Siachen has been one of the issues discussed between India and Pakistan in the on-again, off-again dialogue they initiated in the late ‘90s. Plans to recommence these wide-ranging discussions in January were postponed following the attack on an Indian air base by Kashmiri dissidents whom the Indians were convinced had been directed from within Pakistan.
Progress on Siachen is unlikely when and if these talks actually begin. Although the Modi government was willing to exchange with Bangladesh a small number of enclaves along their border, abandoning territory in Kashmir would strike a much different nerve both in the ruling BJP, the army, and the country at large. (It would be easier for the Pakistanis to accept since their military, which calls the shots on these issues, could argue that Pakistan had got the better deal by forcing the Indians off the main glacier range.)

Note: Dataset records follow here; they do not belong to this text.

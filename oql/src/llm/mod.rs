//! Language collaborator abstraction.
//!
//! Requests are a transcript of role-tagged turns plus the tool definitions
//! the collaborator may invoke and the name of the output shape it must
//! produce. Responses are either a set of tool calls (entity names to
//! resolve) or a structured answer. The interface is nondeterministic by
//! contract: callers must never assume repeatable output for identical
//! input, which is why no caching happens at this layer.

mod openai;
mod stub;

pub use openai::OpenAiProvider;
pub use stub::StubProvider;

use std::sync::Arc;

use async_trait::async_trait;
use serde::{Deserialize, Serialize};
use serde_json::{json, Value};
use thiserror::Error;

use crate::config::LlmConfig;

#[derive(Debug, Error)]
pub enum LlmError {
    #[error("transport failure: {0}")]
    Http(String),
    #[error("unexpected response: {0}")]
    Protocol(String),
}

/// One turn in the conversation transcript.
#[derive(Debug, Clone, PartialEq, Serialize, Deserialize)]
pub struct ChatMessage {
    pub role: String,
    pub content: String,
}

impl ChatMessage {
    pub fn system(content: impl Into<String>) -> Self {
        Self {
            role: "system".to_string(),
            content: content.into(),
        }
    }

    pub fn user(content: impl Into<String>) -> Self {
        Self {
            role: "user".to_string(),
            content: content.into(),
        }
    }

    pub fn assistant(content: impl Into<String>) -> Self {
        Self {
            role: "assistant".to_string(),
            content: content.into(),
        }
    }
}

/// A tool the collaborator may ask the pipeline to run.
#[derive(Debug, Clone, Serialize, Deserialize)]
pub struct ToolDefinition {
    pub name: String,
    pub description: String,
    pub parameters: Value,
}

impl ToolDefinition {
    pub fn to_openai_tool_json(&self) -> Value {
        json!({
            "type": "function",
            "function": {
                "name": self.name,
                "description": self.description,
                "parameters": self.parameters,
            }
        })
    }
}

/// A tool invocation requested by the collaborator.
#[derive(Debug, Clone, PartialEq, Serialize, Deserialize)]
pub struct ToolCall {
    pub id: String,
    pub name: String,
    pub arguments: Value,
}

/// Names the output shape a request is constrained to.
#[derive(Debug, Clone, Copy, PartialEq, Eq)]
pub enum ResponseShape {
    /// The coarse intent descriptor.
    QueryIntent,
    /// The full structured query candidate.
    Query,
    /// Just `return_columns`.
    ReturnColumns,
    /// Just `sort_by`.
    SortBy,
    /// `sort_by` and `return_columns` together.
    SortAndColumns,
}

impl ResponseShape {
    pub fn name(&self) -> &'static str {
        match self {
            ResponseShape::QueryIntent => "query_intent",
            ResponseShape::Query => "query_object",
            ResponseShape::ReturnColumns => "return_columns",
            ResponseShape::SortBy => "sort_by",
            ResponseShape::SortAndColumns => "sort_by_and_return_columns",
        }
    }
}

/// A single request to the collaborator.
#[derive(Debug, Clone)]
pub struct ChatRequest {
    pub messages: Vec<ChatMessage>,
    pub tools: Vec<ToolDefinition>,
    pub response_format: Option<ResponseShape>,
}

impl ChatRequest {
    pub fn new(messages: Vec<ChatMessage>) -> Self {
        Self {
            messages,
            tools: vec![],
            response_format: None,
        }
    }

    pub fn with_tools(mut self, tools: Vec<ToolDefinition>) -> Self {
        self.tools = tools;
        self
    }

    pub fn with_shape(mut self, shape: ResponseShape) -> Self {
        self.response_format = Some(shape);
        self
    }
}

/// The collaborator's reply: a structured answer, tool calls, or both.
#[derive(Debug, Clone, Default)]
pub struct ChatResponse {
    pub content: Option<String>,
    pub tool_calls: Vec<ToolCall>,
}

impl ChatResponse {
    pub fn has_tool_calls(&self) -> bool {
        !self.tool_calls.is_empty()
    }

    /// A scripted structured answer (for stubs and tests).
    pub fn answer(value: &Value) -> Self {
        Self {
            content: Some(value.to_string()),
            tool_calls: vec![],
        }
    }

    /// A scripted tool-call response (for stubs and tests).
    pub fn calling(name: impl Into<String>, arguments: Value) -> Self {
        Self {
            content: None,
            tool_calls: vec![ToolCall {
                id: format!("tool_call_{}", uuid::Uuid::new_v4()),
                name: name.into(),
                arguments,
            }],
        }
    }

    /// The structured answer content, or a protocol error if the
    /// collaborator returned none.
    pub fn require_content(&self) -> Result<&str, LlmError> {
        self.content
            .as_deref()
            .filter(|c| !c.trim().is_empty())
            .ok_or_else(|| LlmError::Protocol("response carried no content".to_string()))
    }
}

/// Abstract interface for language collaborators.
#[async_trait]
pub trait LlmProvider: Send + Sync {
    async fn chat(&self, request: ChatRequest) -> Result<ChatResponse, LlmError>;
}

/// Supported provider backends.
#[derive(Debug, Clone, Copy, PartialEq, Eq, Serialize, Deserialize)]
#[serde(rename_all = "lowercase")]
pub enum LlmProviderType {
    /// Deterministic scripted provider for tests.
    Stub,
    /// OpenAI-compatible chat completions API.
    OpenAi,
}

/// Build a provider from configuration.
pub fn create_provider(config: &LlmConfig) -> Result<Arc<dyn LlmProvider>, LlmError> {
    match config.provider_type {
        LlmProviderType::Stub => Ok(Arc::new(StubProvider::default())),
        LlmProviderType::OpenAi => Ok(Arc::new(OpenAiProvider::new(config.clone())?)),
    }
}

/// Extract a JSON object from answer content that may be wrapped in prose
/// or markdown fences.
pub fn extract_json_object(content: &str) -> Result<Value, LlmError> {
    let start = content.find('{').ok_or_else(|| {
        LlmError::Protocol("answer did not contain a JSON object".to_string())
    })?;
    // Only look for the closing brace after the opening one; a stray '}'
    // earlier in the prose must not invert the range.
    let end = content[start..]
        .rfind('}')
        .map(|i| start + i + 1)
        .unwrap_or(content.len());
    serde_json::from_str(&content[start..end])
        .map_err(|e| LlmError::Protocol(format!("answer was not valid JSON: {}", e)))
}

So the issue is likely to continue to perplex outsiders like ourselves. Retired Indian Army friends have told us how important Siachen is for Indian security. But we find it difficult to accept the assertion that Siachen is a potential invasion route. The difficulty both Pakistan and India have had sustaining small forces in that terrain would be magnified many-fold if one attempted a major military operation. By the same token, we wonder how important Siachen would be in India’s strategy against China. It has long struck us as a great waste of men and material which, were the two sides to act rationally, could be satisfactory resolved. Worse, the deaths suffered by both sides are only likely to increase as climate change increases the risk of avalanches and mudslides.
But Indians and Pakistanis are not the only people in the world who don’t always act rationally on emotionally-charged issues.